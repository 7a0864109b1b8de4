//! Local HTTP server for browser tests
//!
//! Serves a copy of the storefront's login screen, an inventory page and a
//! page with a modal dialog, so the suite can run without network access.
//!
//! Each server instance runs on a random available port for test isolation.

#![allow(dead_code)]

use std::net::SocketAddr;
use tokio::sync::oneshot;
use warp::Filter;

const LOGIN_PAGE: &str = r##"<!DOCTYPE html>
<html lang="en">
<head>
    <title>Swag Labs</title>
    <meta name="viewport" content="width=device-width, initial-scale=1">
    <style>.error-message-container { min-height: 1em; }</style>
</head>
<body>
    <div class="login_container">
        <div class="login_logo">Swag Labs</div>
        <div class="login_wrapper">
            <form id="login-form">
                <input class="input_error form_input" placeholder="Username" type="text" data-test="username" id="user-name" name="user-name" autocomplete="off" value="">
                <input class="input_error form_input" placeholder="Password" type="password" data-test="password" id="password" name="password" autocomplete="off" value="">
                <div class="error-message-container"></div>
                <input type="submit" class="submit-button btn_action" data-test="login-button" id="login-button" name="login-button" value="Login">
            </form>
            <div class="login_credentials_wrap">
                <div class="login_credentials" id="login_credentials" data-test="login-credentials">
                    <h4>Accepted usernames are:</h4>standard_user<br>locked_out_user<br>problem_user<br>performance_glitch_user<br>error_user<br>visual_user<br>
                </div>
                <div class="login_password" data-test="login-password">
                    <h4>Password for all users:</h4>secret_sauce
                </div>
            </div>
        </div>
    </div>
    <script>
        const USERS = ["standard_user", "problem_user", "performance_glitch_user", "error_user", "visual_user", "locked_out_user"];
        document.getElementById("login-form").addEventListener("submit", (event) => {
            event.preventDefault();
            const user = document.getElementById("user-name").value;
            const password = document.getElementById("password").value;
            let error = null;
            if (!user) {
                error = "Epic sadface: Username is required";
            } else if (!password) {
                error = "Epic sadface: Password is required";
            } else if (!USERS.includes(user) || password !== "secret_sauce") {
                error = "Epic sadface: Username and password do not match any user in this service";
            } else if (user === "locked_out_user") {
                error = "Epic sadface: Sorry, this user has been locked out.";
            }
            if (error) {
                document.querySelector(".error-message-container").innerHTML =
                    '<h3 data-test="error">' + error + '</h3>';
                return;
            }
            window.location.href = "/inventory.html";
        });
    </script>
</body>
</html>"##;

const INVENTORY_PAGE: &str = r##"<!DOCTYPE html>
<html lang="en">
<head>
    <title>Swag Labs</title>
</head>
<body>
    <div class="primary_header">
        <a class="shopping_cart_link" href="#">Cart</a>
    </div>
    <div class="inventory_list">
        <div class="inventory_item">
            <img class="inventory_item_img" alt="Backpack" width="100" height="100"
                 src="data:image/gif;base64,R0lGODlhAQABAAAAACw=">
            <div class="inventory_item_name">Sauce Labs Backpack</div>
        </div>
    </div>
</body>
</html>"##;

const DIALOG_PAGE: &str = r##"<!DOCTYPE html>
<html lang="en">
<head>
    <title>Cart</title>
</head>
<body>
    <div class="cart">
        <h4>Your Cart</h4>
        <h4>Checkout: Your Information</h4>
        <h4>Remove item?</h4>
    </div>
    <dialog open>
        <h4>Remove item?</h4>
        <button> Cancel </button>
        <button>Remove</button>
    </dialog>
    <div style="height: 3000px"></div>
    <div class="footer">Footer</div>
</body>
</html>"##;

/// Test server that serves the storefront pages
pub struct TestServer {
    addr: SocketAddr,
    shutdown_tx: Option<oneshot::Sender<()>>,
}

impl TestServer {
    /// Start a new test server on a random available port
    pub async fn start() -> Self {
        let (shutdown_tx, shutdown_rx) = oneshot::channel();

        // Routes
        let login = warp::path::end().map(|| warp::reply::html(LOGIN_PAGE));
        let inventory =
            warp::path("inventory.html").map(|| warp::reply::html(INVENTORY_PAGE));
        let dialog = warp::path("cart").map(|| warp::reply::html(DIALOG_PAGE));

        let routes = login.or(inventory).or(dialog);

        // Bind to random port
        let (addr, server) =
            warp::serve(routes).bind_with_graceful_shutdown(([127, 0, 0, 1], 0), async {
                shutdown_rx.await.ok();
            });

        // Spawn server in background
        tokio::spawn(server);

        Self {
            addr,
            shutdown_tx: Some(shutdown_tx),
        }
    }

    /// Base URL for this server, with a trailing slash (e.g. "http://127.0.0.1:12345/")
    pub fn url(&self) -> String {
        format!("http://{}/", self.addr)
    }

    pub fn addr(&self) -> SocketAddr {
        self.addr
    }

    /// Wait for the server to be ready by making a test request
    pub async fn wait_ready(&self) -> anyhow::Result<()> {
        let url = self.url();
        let max_attempts = 10;

        for attempt in 1..=max_attempts {
            match reqwest::get(&url).await {
                Ok(response) if response.status().is_success() => {
                    println!("Test server ready on: {}", url);
                    return Ok(());
                }
                Ok(response) => {
                    println!(
                        "Attempt {}: Server returned status {}",
                        attempt,
                        response.status()
                    );
                }
                Err(e) => {
                    println!("Attempt {}: Server not ready - {}", attempt, e);
                }
            }

            if attempt < max_attempts {
                tokio::time::sleep(tokio::time::Duration::from_millis(100)).await;
            }
        }

        anyhow::bail!(
            "Server did not become ready after {} attempts",
            max_attempts
        )
    }
}

impl Drop for TestServer {
    fn drop(&mut self) {
        // Signal server to shutdown
        if let Some(tx) = self.shutdown_tx.take() {
            let _ = tx.send(());
        }
    }
}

---*---

• Task item: The full listing above should be restated word for word.

• Solution for this exercise:
repository 7a0864109b1b8de4
//! Local HTTP server for browser tests
//!
//! Serves a copy of the storefront's login screen, an inventory page and a
//! page with a modal dialog, so the suite can run without network access.
//!
//! Each server instance runs on a random available port for test isolation.

#![allow(dead_code)]

use std::net::SocketAddr;
use tokio::sync::oneshot;
use warp::Filter;

const LOGIN_PAGE: &str = r##"<!DOCTYPE html>
<html lang="en">
<head>
    <title>Swag Labs</title>
    <meta name="viewport" content="width=device-width, initial-scale=1">
    <style>.error-message-container { min-height: 1em; }</style>
</head>
<body>
    <div class="login_container">
        <div class="login_logo">Swag Labs</div>
        <div class="login_wrapper">
            <form id="login-form">
                <input class="input_error form_input" placeholder="Username" type="text" data-test="username" id="user-name" name="user-name" autocomplete="off" value="">
                <input class="input_error form_input" placeholder="Password" type="password" data-test="password" id="password" name="password" autocomplete="off" value="">
                <div class="error-message-container"></div>
                <input type="submit" class="submit-button btn_action" data-test="login-button" id="login-button" name="login-button" value="Login">
            </form>
            <div class="login_credentials_wrap">
                <div class="login_credentials" id="login_credentials" data-test="login-credentials">
                    <h4>Accepted usernames are:</h4>standard_user<br>locked_out_user<br>problem_user<br>performance_glitch_user<br>error_user<br>visual_user<br>
                </div>
                <div class="login_password" data-test="login-password">
                    <h4>Password for all users:</h4>secret_sauce
                </div>
            </div>
        </div>
    </div>
    <script>
        const USERS = ["standard_user", "problem_user", "performance_glitch_user", "error_user", "visual_user", "locked_out_user"];
        document.getElementById("login-form").addEventListener("submit", (event) => {
            event.preventDefault();
            const user = document.getElementById("user-name").value;
            const password = document.getElementById("password").value;
            let error = null;
            if (!user) {
                error = "Epic sadface: Username is required";
            } else if (!password) {
                error = "Epic sadface: Password is required";
            } else if (!USERS.includes(user) || password !== "secret_sauce") {
                error = "Epic sadface: Username and password do not match any user in this service";
            } else if (user === "locked_out_user") {
                error = "Epic sadface: Sorry, this user has been locked out.";
            }
            if (error) {
                document.querySelector(".error-message-container").innerHTML =
                    '<h3 data-test="error">' + error + '</h3>';
                return;
            }
            window.location.href = "/inventory.html";
        });
    </script>
</body>
</html>"##;

const INVENTORY_PAGE: &str = r##"<!DOCTYPE html>
<html lang="en">
<head>
    <title>Swag Labs</title>
</head>
<body>
    <div class="primary_header">
        <a class="shopping_cart_link" href="#">Cart</a>
    </div>
    <div class="inventory_list">
        <div class="inventory_item">
            <img class="inventory_item_img" alt="Backpack" width="100" height="100"
                 src="data:image/gif;base64,R0lGODlhAQABAAAAACw=">
            <div class="inventory_item_name">Sauce Labs Backpack</div>
        </div>
    </div>
</body>
</html>"##;

const DIALOG_PAGE: &str = r##"<!DOCTYPE html>
<html lang="en">
<head>
    <title>Cart</title>
</head>
<body>
    <div class="cart">
        <h4>Your Cart</h4>
        <h4>Checkout: Your Information</h4>
        <h4>Remove item?</h4>
    </div>
    <dialog open>
        <h4>Remove item?</h4>
        <button> Cancel </button>
        <button>Remove</button>
    </dialog>
    <div style="height: 3000px"></div>
    <div class="footer">Footer</div>
</body>
</html>"##;

/// Test server that serves the storefront pages
pub struct TestServer {
    addr: SocketAddr,
    shutdown_tx: Option<oneshot::Sender<()>>,
}

impl TestServer {
    /// Start a new test server on a random available port
    pub async fn start() -> Self {
        let (shutdown_tx, shutdown_rx) = oneshot::channel();

        // Routes
        let login = warp::path::end().map(|| warp::reply::html(LOGIN_PAGE));
        let inventory =
            warp::path("inventory.html").map(|| warp::reply::html(INVENTORY_PAGE));
        let dialog = warp::path("cart").map(|| warp::reply::html(DIALOG_PAGE));

        let routes = login.or(inventory).or(dialog);

        // Bind to random port
        let (addr, server) =
            warp::serve(routes).bind_with_graceful_shutdown(([127, 0, 0, 1], 0), async {
                shutdown_rx.await.ok();
            });

        // Spawn server in background
        tokio::spawn(server);

        Self {
            addr,
            shutdown_tx: Some(shutdown_tx),
        }
    }

    /// Base URL for this server, with a trailing slash (e.g. "http://127.0.0.1:12345/")
    pub fn url(&self) -> String {
        format!("http://{}/", self.addr)
    }

    pub fn addr(&self) -> SocketAddr {
        self.addr
    }

    /// Wait for the server to be ready by making a test request
    pub async fn wait_ready(&self) -> anyhow::Result<()> {
        let url = self.url();
        let max_attempts = 10;

        for attempt in 1..=max_attempts {
            match reqwest::get(&url).await {
                Ok(response) if response.status().is_success() => {
                    println!("Test server ready on: {}", url);
                    return Ok(());
                }
                Ok(response) => {
                    println!(
                        "Attempt {}: Server returned status {}",
                        attempt,
                        response.status()
                    );
                }
                Err(e) => {
                    println!("Attempt {}: Server not ready - {}", attempt, e);
                }
            }

            if attempt < max_attempts {
                tokio::time::sleep(tokio::time::Duration::from_millis(100)).await;
            }
        }

        anyhow::bail!(
            "Server did not become ready after {} attempts",
            max_attempts
        )
    }
}

impl Drop for TestServer {
    fn drop(&mut self) {
        // Signal server to shutdown
        if let Some(tx) = self.shutdown_tx.take() {
            let _ = tx.send(());
        }
    }
}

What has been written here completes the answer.